Hacking Your Way Through NASA

The 2016 Hackaday SuperConference took place last month in sunny Pasadena, California. Also calling Pasadena home is the Jet Propulsion Laboratory, the place where Mars rovers are built, where probes are guided around the solar system, and where awesome space stuff happens.

JPL had a large contingent at the SuperCon and two of them teamed up to present their talk: Charles Dandino and Lucy Du. Lucy is a mechatronics engineer at JPL and already has a little bit of fame from fielding a Battlebot in the last two seasons of ABC’s series. Charles is also in mechatronics, with experience with Curiosity, the Mars 2020 rover, and the (hopefully) upcoming asteroid redirect mission.

In their talk, Charles and Lucy uncovered some of the hacks happening in the background at JPL. There’s a lot of them, and their impact goes much further than you would expect. Everything from remote control cars to keeping spacecraft alive on the other side of the solar system.

As far as recent NASA hacks go, an interesting problem cropped up during the development of the Ares I rocket, the ‘small’ crew launch vehicle of the canceled Constellation program. During the development of the rocket, engineers noticed the gigantic solid rocket booster powering the first stage caused massive oscillations in the crew capsule. Structurally, everything was fine, but humans are weak bags of mostly water, and astronauts couldn’t read the digital displays when subjected to these vibrations.

The most obvious solution to this problem would be to fix the oscillations in the rocket. This, however, would require an enormous amount of effort, for something as simple as fixing the pilot’s blurry vision. A much better solution was found, using cheap, off-the-shelf parts and a bit of code. By strapping accelerometers onto the seats in the crew capsule, the frequency of the rocket’s oscillations was measured and the digital displays were strobed at the same frequency. That was enough to fix the problem, and it did so using only a very few very inexpensive parts.

What’s the coolest improvised engineering coming out of JPL today? Charles is working on the asteroid redirect mission, and that means figuring out a way to grab an asteroid and tow it back to somewhere around Earth. To do that, the team needs to test their equipment and that means making their own batch of asteroids.

hotwheels-carWe don’t really have a lot of data on the surface composition of asteroids. Sure, NASA has landed crashed into asteroids very, very slowly, and the ESA recently tried to land the Philae lander on a comet without much success. Generally, we have an idea of what the surface of an asteroid should feel like, and to test the grippers for the asteroid redirect mission, JPL is developing their own mix of foamed concrete. It’s soft, flaky, and completely unlike anything on Earth that has been subjected to four Billion years of geology.

Elsewhere around JPL, engineers are building models for equipment they hope will be part of a mission in the future. These models range from cheap remote control cars laden with very expensive sensor packages to Hot Wheels cars retrofitted with 3D printed parts and gears.

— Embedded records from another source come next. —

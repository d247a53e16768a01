// libs/slot-cell/src/services/slots.rs
use std::sync::Arc;

use chrono::{DateTime, Duration as ChronoDuration, Utc};
use reqwest::Method;
use serde_json::{json, Value};
use tracing::{debug, info, warn};
use uuid::Uuid;

use shared_config::AppConfig;
use shared_database::supabase::SupabaseClient;

use crate::models::{CreateSlotRequest, OpenSlotsQuery, Slot, SlotError, SlotValidationRules};

pub struct SlotService {
    supabase: Arc<SupabaseClient>,
    validation_rules: SlotValidationRules,
}

impl SlotService {
    pub fn new(config: &AppConfig) -> Self {
        Self {
            supabase: Arc::new(SupabaseClient::new(config)),
            validation_rules: SlotValidationRules::default(),
        }
    }

    pub fn with_rules(config: &AppConfig, validation_rules: SlotValidationRules) -> Self {
        Self {
            supabase: Arc::new(SupabaseClient::new(config)),
            validation_rules,
        }
    }

    /// Create a new bookable slot for a doctor.
    ///
    /// The window must lie in the future, within the advance-booking horizon,
    /// and must not overlap another slot of the same doctor.
    pub async fn create_slot(
        &self,
        doctor_id: Uuid,
        request: CreateSlotRequest,
        auth_token: &str,
    ) -> Result<Slot, SlotError> {
        debug!("Creating slot for doctor {} at {}", doctor_id, request.start_time);

        self.validate_create_request(&request)?;
        self.check_slot_overlap(doctor_id, &request, auth_token).await?;

        let now = Utc::now();
        let slot_data = json!({
            "doctor_id": doctor_id,
            "start_time": request.start_time.to_rfc3339(),
            "duration_minutes": request.duration_minutes,
            "fee": request.fee,
            "is_available": true,
            "is_booked": false,
            "created_at": now.to_rfc3339(),
            "updated_at": now.to_rfc3339()
        });

        let mut headers = reqwest::header::HeaderMap::new();
        headers.insert("Prefer", reqwest::header::HeaderValue::from_static("return=representation"));

        let result: Vec<Value> = self.supabase.request_with_headers(
            Method::POST,
            "/rest/v1/appointment_slots",
            Some(auth_token),
            Some(slot_data),
            Some(headers),
        ).await.map_err(|e| SlotError::DatabaseError(e.to_string()))?;

        if result.is_empty() {
            return Err(SlotError::DatabaseError("Failed to create slot".to_string()));
        }

        let slot: Slot = serde_json::from_value(result[0].clone())
            .map_err(|e| SlotError::DatabaseError(format!("Failed to parse created slot: {}", e)))?;

        info!("Slot {} created for doctor {}", slot.id, doctor_id);
        Ok(slot)
    }

    /// Get slot by ID
    pub async fn get_slot(&self, slot_id: Uuid, auth_token: &str) -> Result<Slot, SlotError> {
        debug!("Fetching slot: {}", slot_id);

        let path = format!("/rest/v1/appointment_slots?id=eq.{}", slot_id);
        let result: Vec<Value> = self.supabase.request(
            Method::GET,
            &path,
            Some(auth_token),
            None,
        ).await.map_err(|e| SlotError::DatabaseError(e.to_string()))?;

        if result.is_empty() {
            return Err(SlotError::NotFound);
        }

        serde_json::from_value(result[0].clone())
            .map_err(|e| SlotError::DatabaseError(format!("Failed to parse slot: {}", e)))
    }

    /// List open (available, unbooked, future) slots, optionally per doctor.
    pub async fn list_open_slots(
        &self,
        query: OpenSlotsQuery,
        auth_token: &str,
    ) -> Result<Vec<Slot>, SlotError> {
        let from = query.from.unwrap_or_else(Utc::now);

        let mut query_parts = vec![
            "is_available=eq.true".to_string(),
            "is_booked=eq.false".to_string(),
            format!("start_time=gte.{}", urlencoding::encode(&from.to_rfc3339())),
        ];

        if let Some(doctor_id) = query.doctor_id {
            query_parts.push(format!("doctor_id=eq.{}", doctor_id));
        }
        if let Some(to) = query.to {
            query_parts.push(format!("start_time=lte.{}", urlencoding::encode(&to.to_rfc3339())));
        }

        let mut path = format!(
            "/rest/v1/appointment_slots?{}&order=start_time.asc",
            query_parts.join("&")
        );
        if let Some(limit) = query.limit {
            path.push_str(&format!("&limit={}", limit));
        }

        let result: Vec<Value> = self.supabase.request(
            Method::GET,
            &path,
            Some(auth_token),
            None,
        ).await.map_err(|e| SlotError::DatabaseError(e.to_string()))?;

        let slots: Vec<Slot> = result.into_iter()
            .map(serde_json::from_value)
            .collect::<std::result::Result<Vec<Slot>, _>>()
            .map_err(|e| SlotError::DatabaseError(format!("Failed to parse slots: {}", e)))?;

        debug!("Found {} open slots", slots.len());
        Ok(slots)
    }

    /// Delete an unbooked, non-historical slot.
    ///
    /// Booked slots are consumed by an appointment; past slots are history.
    /// Both are retained.
    pub async fn delete_slot(&self, slot_id: Uuid, auth_token: &str) -> Result<(), SlotError> {
        debug!("Deleting slot: {}", slot_id);

        let slot = self.get_slot(slot_id, auth_token).await?;

        if slot.is_booked {
            warn!("Refusing to delete booked slot {}", slot_id);
            return Err(SlotError::AlreadyBooked);
        }
        if slot.is_historical(Utc::now()) {
            return Err(SlotError::Historical);
        }

        let path = format!("/rest/v1/appointment_slots?id=eq.{}", slot_id);
        let mut headers = reqwest::header::HeaderMap::new();
        headers.insert("Prefer", reqwest::header::HeaderValue::from_static("return=representation"));

        let _: Vec<Value> = self.supabase.request_with_headers(
            Method::DELETE,
            &path,
            Some(auth_token),
            None,
            Some(headers),
        ).await.map_err(|e| SlotError::DatabaseError(e.to_string()))?;

        info!("Slot {} deleted", slot_id);
        Ok(())
    }

    /// Consume a slot for a booked appointment.
    pub async fn mark_booked(&self, slot_id: Uuid, auth_token: &str) -> Result<Slot, SlotError> {
        self.update_slot_flags(slot_id, true, auth_token).await
    }

    /// Release a slot whose appointment was rejected or cancelled.
    pub async fn release_slot(&self, slot_id: Uuid, auth_token: &str) -> Result<Slot, SlotError> {
        self.update_slot_flags(slot_id, false, auth_token).await
    }

    /// Move a slot to a new start time (approved reschedule).
    pub async fn move_slot(
        &self,
        slot_id: Uuid,
        new_start_time: DateTime<Utc>,
        auth_token: &str,
    ) -> Result<Slot, SlotError> {
        debug!("Moving slot {} to {}", slot_id, new_start_time);

        let update_data = json!({
            "start_time": new_start_time.to_rfc3339(),
            "updated_at": Utc::now().to_rfc3339()
        });

        self.patch_slot(slot_id, update_data, auth_token).await
    }

    // ==============================================================================
    // PRIVATE HELPER METHODS
    // ==============================================================================

    fn validate_create_request(&self, request: &CreateSlotRequest) -> Result<(), SlotError> {
        let now = Utc::now();

        if request.start_time <= now {
            return Err(SlotError::InvalidTime(
                "Slot must start in the future".to_string()
            ));
        }

        let max_advance = ChronoDuration::days(self.validation_rules.max_advance_booking_days as i64);
        if request.start_time >= now + max_advance {
            return Err(SlotError::InvalidTime(
                format!("Slot cannot start more than {} days in advance",
                       self.validation_rules.max_advance_booking_days)
            ));
        }

        if request.duration_minutes < self.validation_rules.min_duration_minutes {
            return Err(SlotError::ValidationError(
                format!("Slot duration must be at least {} minutes",
                       self.validation_rules.min_duration_minutes)
            ));
        }
        if request.duration_minutes > self.validation_rules.max_duration_minutes {
            return Err(SlotError::ValidationError(
                format!("Slot duration cannot exceed {} minutes",
                       self.validation_rules.max_duration_minutes)
            ));
        }

        if request.fee < 0.0 {
            return Err(SlotError::ValidationError(
                "Slot fee cannot be negative".to_string()
            ));
        }

        Ok(())
    }

    async fn check_slot_overlap(
        &self,
        doctor_id: Uuid,
        request: &CreateSlotRequest,
        auth_token: &str,
    ) -> Result<(), SlotError> {
        let new_end = request.start_time + ChronoDuration::minutes(request.duration_minutes as i64);

        // Only future slots can overlap a future window
        let path = format!(
            "/rest/v1/appointment_slots?doctor_id=eq.{}&start_time=gte.{}",
            doctor_id,
            urlencoding::encode(&Utc::now().to_rfc3339())
        );

        let result: Vec<Value> = self.supabase.request(
            Method::GET,
            &path,
            Some(auth_token),
            None,
        ).await.map_err(|e| SlotError::DatabaseError(e.to_string()))?;

        let existing: Vec<Slot> = result.into_iter()
            .map(serde_json::from_value)
            .collect::<std::result::Result<Vec<Slot>, _>>()
            .map_err(|e| SlotError::DatabaseError(format!("Failed to parse slots: {}", e)))?;

        for slot in existing {
            if slot.overlaps(request.start_time, new_end) {
                warn!("Slot overlap for doctor {} at {}", doctor_id, request.start_time);
                return Err(SlotError::Overlap);
            }
        }

        Ok(())
    }

    async fn update_slot_flags(
        &self,
        slot_id: Uuid,
        booked: bool,
        auth_token: &str,
    ) -> Result<Slot, SlotError> {
        debug!("Updating slot {} flags: booked={}", slot_id, booked);

        let update_data = json!({
            "is_booked": booked,
            "is_available": !booked,
            "updated_at": Utc::now().to_rfc3339()
        });

        self.patch_slot(slot_id, update_data, auth_token).await
    }

    async fn patch_slot(
        &self,
        slot_id: Uuid,
        update_data: Value,
        auth_token: &str,
    ) -> Result<Slot, SlotError> {
        let path = format!("/rest/v1/appointment_slots?id=eq.{}", slot_id);
        let mut headers = reqwest::header::HeaderMap::new();
        headers.insert("Prefer", reqwest::header::HeaderValue::from_static("return=representation"));

        let result: Vec<Value> = self.supabase.request_with_headers(
            Method::PATCH,
            &path,
            Some(auth_token),
            Some(update_data),
            Some(headers),
        ).await.map_err(|e| SlotError::DatabaseError(e.to_string()))?;

        if result.is_empty() {
            return Err(SlotError::NotFound);
        }

        serde_json::from_value(result[0].clone())
            .map_err(|e| SlotError::DatabaseError(format!("Failed to parse updated slot: {}", e)))
    }
}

There’s a long tradition of experimentation at JPL. The first Mars rover — Sojourner, the tiny shoebox-sized robot carried along the Mars Pathfinder mission — had a new, innovative rocker-bogie suspension system. When the mission was in the planning stages, there were a few questions if this suspension system would work. Those fears were allayed once an engineer brought in a working model of this new kind of rover.

All in all, Charles and Lucy presented a great talk on what makes space stuff work. If you’re looking for the weirdest, most creative applications of non-standard engineering, you don’t need to look any further than NASA and JPL.

10 thoughts on “Hacking Your Way Through NASA

  1. Christ, this woman is incredibly condescending. I’m barely 5 minutes into the talk and I keep cringing. She also seems to have a skimmed-wikipedia-esque understanding of the historical facts she’s talking about, yet presents things most of her audience is probably well aware of.

    1. Ugh. Nevermind. They’re both condescending as hell. Several minutes to explain that an antenna that hasn’t unfolded completely will result in communications problems? Seriously?

      1. Condescending, Really? I guess to someone that could appear that way to those who have extremely thin hide. Many who make comments here at Hackaday give the appearance they expect everyone to know what there is to know about everything. Perhaps these presenters are merely guilty of assuming that their may some in their audience that not yet know everything there is to know about everything? At time I assist in giving instruction to those who desire to become amateur radio operations. I’m certainly aware that we will cover something that those attending already know. We instructors or program presenters have to adapt the attitude we will cover it regardless, because if we don’t those who hope to help, will not be served. Hard enough to coax some into giving a presentation. The fact they can or have ran across unproductive criticism of those who do, makes getting people to stand up in front of an audience more difficult

  2. While I understand it’s a matter of personal taste, but with apologies to the composer that intro music is terrible. While this presentation is an OK overview, it would be great to see and hear from those who did the “hacks”, even if it has to be on recorded video.